*WHAT TO PRODUCE*:
Across the entries below, please work out how many lines contain the string "list" and give only the number.

*RECORDS FOR THIS TASK*:
* * * * *

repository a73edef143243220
use zeroize::Zeroize;

use crate::generator::{generate_password_with, DEFAULT_PASSWORD_LENGTH};
use crate::models::entry::{EntryDraft, EntryId, EntryPatch};
use crate::validate::{validate, Field, FieldErrors};
use crate::vault::Intent;

#[derive(Debug, Clone, Copy, PartialEq, Eq)]
pub enum FormMode {
    New,
    Editing(EntryId),
}

/// A validated form submission, ready to hand to the vault.
#[derive(Debug, Clone, PartialEq, Eq)]
pub enum Submission {
    Add(EntryDraft),
    SaveEdit(EntryPatch),
}

impl From<Submission> for Intent {
    fn from(submission: Submission) -> Self {
        match submission {
            Submission::Add(draft) => Intent::Add(draft),
            Submission::SaveEdit(patch) => Intent::SaveEdit(patch),
        }
    }
}

/// Entry form state: values, per-field errors, password visibility.
#[derive(Debug)]
pub struct EntryForm {
    mode: FormMode,
    values: EntryDraft,
    errors: FieldErrors,
    show_password: bool,
    password_length: usize,
}

impl Default for EntryForm {
    fn default() -> Self {
        Self::new()
    }
}

impl EntryForm {
    pub fn new() -> Self {
        Self {
            mode: FormMode::New,
            values: EntryDraft::default(),
            errors: FieldErrors::default(),
            show_password: false,
            password_length: DEFAULT_PASSWORD_LENGTH,
        }
    }

    /// Form prefilled from the entry being edited.
    pub fn editing(id: EntryId, initial: EntryDraft) -> Self {
        let mut form = Self::new();
        form.mode = FormMode::Editing(id);
        form.values = initial;
        form
    }

    pub fn with_password_length(mut self, length: usize) -> Self {
        self.password_length = length;
        self
    }

    pub fn mode(&self) -> FormMode {
        self.mode
    }

    pub fn is_editing(&self) -> bool {
        matches!(self.mode, FormMode::Editing(_))
    }

    pub fn values(&self) -> &EntryDraft {
        &self.values
    }

    pub fn value(&self, field: Field) -> &str {
        match field {
            Field::Website => &self.values.website,
            Field::Username => &self.values.username,
            Field::Password => &self.values.password,
            Field::Notes => &self.values.notes,
        }
    }

    pub fn errors(&self) -> &FieldErrors {
        &self.errors
    }

    pub fn error(&self, field: Field) -> Option<&str> {
        self.errors.get(field)
    }

    pub fn password_visible(&self) -> bool {
        self.show_password
    }

    pub fn toggle_password_visibility(&mut self) {
        self.show_password = !self.show_password;
    }

    /// Updates one field. Editing a field clears its error.
    pub fn set_field(&mut self, field: Field, value: impl Into<String>) {
        let slot = match field {
            Field::Website => &mut self.values.website,
            Field::Username => &mut self.values.username,
            Field::Password => &mut self.values.password,
            Field::Notes => &mut self.values.notes,
        };
        let mut old = std::mem::replace(slot, value.into());
        if field == Field::Password {
            old.zeroize();
        }
        self.errors.clear(field);
    }

    /// Overwrites the password with a freshly generated one.
    pub fn generate_password(&mut self) {
        let generated = generate_password_with(&mut rand::thread_rng(), self.password_length);
        self.set_field(Field::Password, generated);
    }

    /// Validates the current values. On failure the errors are kept and the
    /// inputs left as typed; on success the form resets to a blank new-entry form.
    pub fn submit(&mut self) -> Option<Submission> {
        let submission = self.prepare()?;
        self.complete();
        Some(submission)
    }

    /// Like [`submit`](Self::submit) but leaves the values in place, so the
    /// input survives if the vault then rejects the submission. Call
    /// [`complete`](Self::complete) once it has been accepted.
    pub fn prepare(&mut self) -> Option<Submission> {
        let errors = validate(&self.values);
        if !errors.is_empty() {
            self.errors = errors;
            return None;
        }

        let draft = self.values.clone();
        Some(match self.mode {
            FormMode::New => Submission::Add(draft),
            FormMode::Editing(_) => Submission::SaveEdit(EntryPatch::from(draft)),
        })
    }

    /// Resets to a blank new-entry form after an accepted submission.
    pub fn complete(&mut self) {
        self.reset();
    }

    /// Discards in-progress input. Returns the cancel intent when an edit was open.
    pub fn cancel(&mut self) -> Option<Intent> {
        let was_editing = self.is_editing();
        self.reset();
        was_editing.then_some(Intent::CancelEdit)
    }

    fn reset(&mut self) {
        self.values.password.zeroize();
        self.values = EntryDraft::default();
        self.errors = FieldErrors::default();
        self.show_password = false;
        self.mode = FormMode::New;
    }
}

impl Drop for EntryForm {
    fn drop(&mut self) {
        self.values.password.zeroize();
    }
}

#[cfg(test)]
mod tests {
    use super::*;
    use crate::generator::PASSWORD_CHARSET;

    fn filled() -> EntryForm {
        let mut form = EntryForm::new();
        form.set_field(Field::Website, "Gmail");
        form.set_field(Field::Username, "me@x.com");
        form.set_field(Field::Password, "abcdef");
        form
    }

    #[test]
    fn failed_submit_keeps_inputs_and_reports_errors() {
        let mut form = EntryForm::new();
        form.set_field(Field::Username, "a");
        form.set_field(Field::Password, "12345");

        assert!(form.submit().is_none());
        assert_eq!(form.error(Field::Website), Some("Website is required"));
        assert_eq!(
            form.error(Field::Password),
            Some("Password must be at least 6 characters")
        );
        assert_eq!(form.value(Field::Username), "a");
        assert_eq!(form.value(Field::Password), "12345");
    }

    #[test]
    fn editing_a_field_clears_only_its_error() {
        let mut form = EntryForm::new();
        form.submit();
        assert_eq!(form.errors().len(), 3);

        form.set_field(Field::Website, "G");
        assert_eq!(form.error(Field::Website), None);
        assert!(form.error(Field::Username).is_some());
        assert!(form.error(Field::Password).is_some());
    }

    #[test]
    fn successful_submit_resets_form() {
        let mut form = filled();
        form.set_field(Field::Notes, "personal");
        form.toggle_password_visibility();

        let submission = form.submit().unwrap();
        assert_eq!(
            submission,
            Submission::Add(EntryDraft::new("Gmail", "me@x.com", "abcdef").with_notes("personal"))
        );
        assert_eq!(form.values(), &EntryDraft::default());
        assert!(form.errors().is_empty());
        assert!(!form.password_visible());
    }

    #[test]
    fn edit_form_submits_a_patch() {
        let id = EntryId(77);
        let mut form = EntryForm::editing(id, EntryDraft::new("Gmail", "me@x.com", "abcdef"));
        assert!(form.is_editing());
        form.set_field(Field::Password, "newpass1");

        let Some(Submission::SaveEdit(patch)) = form.submit() else {
            panic!("expected a save-edit submission");
        };
        assert_eq!(patch.password.as_deref(), Some("newpass1"));
        assert_eq!(patch.website.as_deref(), Some("Gmail"));
        assert_eq!(form.mode(), FormMode::New);
    }

    #[test]
    fn prepare_keeps_values_until_completed() {
        let mut form = filled();
        let submission = form.prepare().unwrap();
        assert_eq!(
            submission,
            Submission::Add(EntryDraft::new("Gmail", "me@x.com", "abcdef"))
        );
        assert_eq!(form.value(Field::Password), "abcdef");

        form.complete();
        assert_eq!(form.values(), &EntryDraft::default());
    }

    #[test]
    fn cancel_only_emits_intent_when_editing() {
        let mut form = EntryForm::editing(EntryId(1), EntryDraft::new("a", "b", "cccccc"));
        assert_eq!(form.cancel(), Some(Intent::CancelEdit));
        assert_eq!(form.values(), &EntryDraft::default());

        let mut blank = filled();
        assert_eq!(blank.cancel(), None);
        assert_eq!(blank.value(Field::Website), "");
    }

    #[test]
    fn generate_password_overwrites_and_clears_error() {
        let mut form = EntryForm::new().with_password_length(20);
        form.set_field(Field::Password, "123");
        form.submit();
        assert!(form.error(Field::Password).is_some());

        form.generate_password();
        let password = form.value(Field::Password);
        assert_eq!(password.len(), 20);
        assert!(password.bytes().all(|b| PASSWORD_CHARSET.contains(&b)));
        assert_eq!(form.error(Field::Password), None);
    }

    #[test]
    fn submission_converts_to_intent() {
        let draft = EntryDraft::new("a", "b", "cccccc");
        assert_eq!(
            Intent::from(Submission::Add(draft.clone())),
            Intent::Add(draft)
        );
    }
}
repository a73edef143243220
use tracing::{debug, warn};

use super::format::{decode_entries, encode_entries};
use super::KeyValueStore;
use crate::models::entry::Entry;
use crate::Result;

/// Reads and writes the whole entry list under one key.
pub struct StorageAdapter<S> {
    store: S,
    key: String,
}

impl<S: KeyValueStore> StorageAdapter<S> {
    pub fn new(store: S, key: impl Into<String>) -> Self {
        Self {
            store,
            key: key.into(),
        }
    }

    pub fn key(&self) -> &str {
        &self.key
    }

    pub fn store(&self) -> &S {
        &self.store
    }

    pub fn into_store(self) -> S {
        self.store
    }

    /// Stored entries in order. Missing, unreadable or malformed data
    /// degrades to an empty list.
    pub fn load(&self) -> Vec<Entry> {
        let raw = match self.store.get_item(&self.key) {
            Ok(Some(raw)) => raw,
            Ok(None) => return Vec::new(),
            Err(e) => {
                warn!(key = %self.key, error = %e, "storage read failed, starting empty");
                return Vec::new();
            }
        };

        match decode_entries(&raw) {
            Ok(entries) => {
                debug!(key = %self.key, count = entries.len(), "loaded entries");
                entries
            }
            Err(e) => {
                warn!(key = %self.key, error = %e, "stored vault is malformed, starting empty");
                Vec::new()
            }
        }
    }

    /// Overwrites the key with the full list.
    pub fn save(&mut self, entries: &[Entry]) -> Result<()> {
        let json = encode_entries(entries)?;
        self.store.set_item(&self.key, &json)?;
        debug!(key = %self.key, count = entries.len(), "saved entries");
        Ok(())
    }

    pub fn clear(&mut self) -> Result<()> {
        self.store.remove_item(&self.key)
    }
}

#[cfg(test)]
mod tests {
    use super::*;
    use crate::models::entry::EntryId;
    use crate::storage::MemoryStore;
    use crate::VaultError;

    const KEY: &str = "cyber_vault_passwords";

    struct BrokenStore;

    impl KeyValueStore for BrokenStore {
        fn get_item(&self, _key: &str) -> Result<Option<String>> {
            Err(VaultError::Storage("quota exceeded".into()))
        }

        fn set_item(&mut self, _key: &str, _value: &str) -> Result<()> {
            Err(VaultError::Storage("quota exceeded".into()))
        }

        fn remove_item(&mut self, _key: &str) -> Result<()> {
            Ok(())
        }
    }

    fn entry(id: u64) -> Entry {
        Entry {
            id: EntryId(id),
            website: format!("site-{id}"),
            username: "u".into(),
            password: "pppppp".into(),
            notes: String::new(),
            created_at: "now".into(),
        }
    }

    #[test]
    fn empty_store_loads_nothing() {
        let adapter = StorageAdapter::new(MemoryStore::new(), KEY);
        assert!(adapter.load().is_empty());
    }

    #[test]
    fn save_then_load_keeps_order() {
        let store = MemoryStore::new();
        let mut adapter = StorageAdapter::new(store.clone(), KEY);
        adapter.save(&[entry(9), entry(2), entry(5)]).unwrap();

        let reloaded = StorageAdapter::new(store, KEY).load();
        let ids: Vec<u64> = reloaded.iter().map(|e| e.id.0).collect();
        assert_eq!(ids, vec![9, 2, 5]);
    }

    #[test]
    fn malformed_data_loads_empty() {
        let mut store = MemoryStore::new();
        store.set_item(KEY, "definitely not json").unwrap();
        assert!(StorageAdapter::new(store, KEY).load().is_empty());
    }

    #[test]
    fn read_failure_loads_empty_and_write_failure_surfaces() {
        let mut adapter = StorageAdapter::new(BrokenStore, KEY);
        assert!(adapter.load().is_empty());
        assert!(matches!(adapter.save(&[]), Err(VaultError::Storage(_))));
    }

    #[test]
    fn clear_removes_the_key() {
        let store = MemoryStore::new();
        let mut adapter = StorageAdapter::new(store.clone(), KEY);
        adapter.save(&[entry(1)]).unwrap();
        adapter.clear().unwrap();
        assert!(store.get_item(KEY).unwrap().is_none());
    }
}
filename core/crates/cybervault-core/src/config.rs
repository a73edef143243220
//! Vault configuration.
//!
//! Every field has a default, so hosts may supply a partial JSON object
//! (or nothing at all).

use chrono::Duration;
use serde::{Deserialize, Serialize};

use crate::generator::DEFAULT_PASSWORD_LENGTH;
use crate::Result;

/// Key the browser app keeps its entries under.
pub const DEFAULT_STORAGE_KEY: &str = "cyber_vault_passwords";

/// Longest indicator duration honoured; larger values are capped to this.
pub const MAX_FLASH_MS: u64 = 86_400_000;

#[derive(Debug, Clone, PartialEq, Eq, Serialize, Deserialize)]
#[serde(default, rename_all = "camelCase")]
pub struct VaultConfig {
    /// Key the serialized entry list is stored under.
    pub storage_key: String,
    pub generated_password_length: usize,
    /// How long the "Saved" indicator stays up after a mutation.
    pub save_flash_ms: u64,
    /// How long a copy confirmation stays up.
    pub copy_flash_ms: u64,
}

impl Default for VaultConfig {
    fn default() -> Self {
        Self {
            storage_key: DEFAULT_STORAGE_KEY.to_string(),
            generated_password_length: DEFAULT_PASSWORD_LENGTH,
            save_flash_ms: 2000,
            copy_flash_ms: 2000,
        }
    }
}

impl VaultConfig {
    pub fn from_json(json: &str) -> Result<Self> {
        Ok(serde_json::from_str(json)?)
    }

    pub fn save_flash(&self) -> Duration {
        Duration::milliseconds(clamp_ms(self.save_flash_ms))
    }

    pub fn copy_flash(&self) -> Duration {
        Duration::milliseconds(clamp_ms(self.copy_flash_ms))
    }
}

fn clamp_ms(ms: u64) -> i64 {
    // MAX_FLASH_MS fits in i64.
    ms.min(MAX_FLASH_MS) as i64
}
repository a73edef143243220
pub mod entry;
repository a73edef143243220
//! Field validation for entry submissions.

use std::collections::BTreeMap;
use std::fmt;
use std::str::FromStr;

use serde::{Deserialize, Serialize};

use crate::models::entry::EntryDraft;

pub const MIN_PASSWORD_LENGTH: usize = 6;

pub const WEBSITE_REQUIRED: &str = "Website is required";
pub const USERNAME_REQUIRED: &str = "Username is required";
pub const PASSWORD_REQUIRED: &str = "Password is required";
pub const PASSWORD_TOO_SHORT: &str = "Password must be at least 6 characters";

/// Editable entry field.
#[derive(Debug, Clone, Copy, PartialEq, Eq, PartialOrd, Ord, Hash, Serialize, Deserialize)]
#[serde(rename_all = "lowercase")]
pub enum Field {
    Website,
    Username,
    Password,
    Notes,
}

impl Field {
    pub fn name(self) -> &'static str {
        match self {
            Field::Website => "website",
            Field::Username => "username",
            Field::Password => "password",
            Field::Notes => "notes",
        }
    }
}

impl fmt::Display for Field {
    fn fmt(&self, f: &mut fmt::Formatter<'_>) -> fmt::Result {
        f.write_str(self.name())
    }
}

impl FromStr for Field {
    type Err = String;

    fn from_str(s: &str) -> Result<Self, Self::Err> {
        match s {
            "website" => Ok(Field::Website),
            "username" => Ok(Field::Username),
            "password" => Ok(Field::Password),
            "notes" => Ok(Field::Notes),
            other => Err(format!("Unknown field: {other}")),
        }
    }
}

/// Field name to message, one per violated field. Empty means the draft may be submitted.
#[derive(Debug, Clone, Default, PartialEq, Eq, Serialize, Deserialize)]
#[serde(transparent)]
pub struct FieldErrors(BTreeMap<Field, String>);

impl FieldErrors {
    pub fn is_empty(&self) -> bool {
        self.0.is_empty()
    }

    pub fn len(&self) -> usize {
        self.0.len()
    }

    pub fn get(&self, field: Field) -> Option<&str> {
        self.0.get(&field).map(String::as_str)
    }

    /// Drops the error for one field, e.g. once the user edits it again.
    pub fn clear(&mut self, field: Field) {
        self.0.remove(&field);
    }

    pub fn iter(&self) -> impl Iterator<Item = (Field, &str)> {
        self.0.iter().map(|(field, message)| (*field, message.as_str()))
    }

    fn set(&mut self, field: Field, message: &str) {
        self.0.insert(field, message.to_string());
    }
}

impl fmt::Display for FieldErrors {
    fn fmt(&self, f: &mut fmt::Formatter<'_>) -> fmt::Result {
        let mut first = true;
        for (field, message) in self.iter() {
            if !first {
                f.write_str("; ")?;
            }
            write!(f, "{field}: {message}")?;
            first = false;
        }
        Ok(())
    }
}

pub fn validate(draft: &EntryDraft) -> FieldErrors {
    let mut errors = FieldErrors::default();

    if draft.website.trim().is_empty() {
        errors.set(Field::Website, WEBSITE_REQUIRED);
    }
    if draft.username.trim().is_empty() {
        errors.set(Field::Username, USERNAME_REQUIRED);
    }
    if draft.password.trim().is_empty() {
        errors.set(Field::Password, PASSWORD_REQUIRED);
    }
    // Length message wins over the emptiness one. Counted in UTF-16 units,
    // as browsers measure it.
    if draft.password.encode_utf16().count() < MIN_PASSWORD_LENGTH {
        errors.set(Field::Password, PASSWORD_TOO_SHORT);
    }

    errors
}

* * * * *

*RESULT OF THE TASK*:
4